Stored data
--------------------------------

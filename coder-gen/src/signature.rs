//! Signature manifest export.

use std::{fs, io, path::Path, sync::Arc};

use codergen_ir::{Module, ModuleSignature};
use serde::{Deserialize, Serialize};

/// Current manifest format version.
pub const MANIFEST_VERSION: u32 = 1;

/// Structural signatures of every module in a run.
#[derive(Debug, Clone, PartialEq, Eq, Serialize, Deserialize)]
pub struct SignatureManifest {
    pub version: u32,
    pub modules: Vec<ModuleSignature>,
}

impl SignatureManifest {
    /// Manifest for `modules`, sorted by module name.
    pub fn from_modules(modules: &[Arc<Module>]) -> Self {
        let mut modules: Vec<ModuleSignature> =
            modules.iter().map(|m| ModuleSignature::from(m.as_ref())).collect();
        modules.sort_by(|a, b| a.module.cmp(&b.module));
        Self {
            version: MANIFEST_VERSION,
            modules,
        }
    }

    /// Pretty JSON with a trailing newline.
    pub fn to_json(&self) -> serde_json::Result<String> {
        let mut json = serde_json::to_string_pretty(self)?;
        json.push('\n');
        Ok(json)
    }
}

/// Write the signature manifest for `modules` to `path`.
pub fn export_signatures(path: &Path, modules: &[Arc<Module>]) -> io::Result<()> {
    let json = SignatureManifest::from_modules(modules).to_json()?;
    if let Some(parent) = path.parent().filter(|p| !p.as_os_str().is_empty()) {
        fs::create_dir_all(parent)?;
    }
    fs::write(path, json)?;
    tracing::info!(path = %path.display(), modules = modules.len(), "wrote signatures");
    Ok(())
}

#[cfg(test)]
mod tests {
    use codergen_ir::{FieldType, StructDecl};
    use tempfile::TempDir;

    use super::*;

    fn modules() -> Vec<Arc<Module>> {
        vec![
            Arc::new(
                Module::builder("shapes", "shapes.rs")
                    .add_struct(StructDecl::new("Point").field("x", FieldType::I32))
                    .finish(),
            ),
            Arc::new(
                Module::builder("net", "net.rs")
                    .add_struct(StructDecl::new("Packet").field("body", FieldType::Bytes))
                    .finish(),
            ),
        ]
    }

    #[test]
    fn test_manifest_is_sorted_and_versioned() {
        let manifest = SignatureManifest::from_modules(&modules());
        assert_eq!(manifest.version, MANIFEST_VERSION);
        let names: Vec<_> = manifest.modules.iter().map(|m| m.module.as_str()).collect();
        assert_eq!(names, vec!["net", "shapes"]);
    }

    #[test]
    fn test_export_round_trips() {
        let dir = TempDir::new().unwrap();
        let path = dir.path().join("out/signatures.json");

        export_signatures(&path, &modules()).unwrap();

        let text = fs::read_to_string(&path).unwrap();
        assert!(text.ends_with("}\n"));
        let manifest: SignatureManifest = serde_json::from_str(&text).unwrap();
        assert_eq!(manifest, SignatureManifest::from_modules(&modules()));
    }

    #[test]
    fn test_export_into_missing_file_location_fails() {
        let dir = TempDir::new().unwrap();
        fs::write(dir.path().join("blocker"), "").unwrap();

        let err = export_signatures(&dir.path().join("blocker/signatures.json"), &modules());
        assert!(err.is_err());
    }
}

--------------------------------

#### [EXERCISE INSTRUCTIONS]
Read through the entries above and copy each line that has the string "parent" in it.

#### [SOLUTION]
    if let Some(parent) = path.parent().filter(|p| !p.as_os_str().is_empty()) {
        fs::create_dir_all(parent)?;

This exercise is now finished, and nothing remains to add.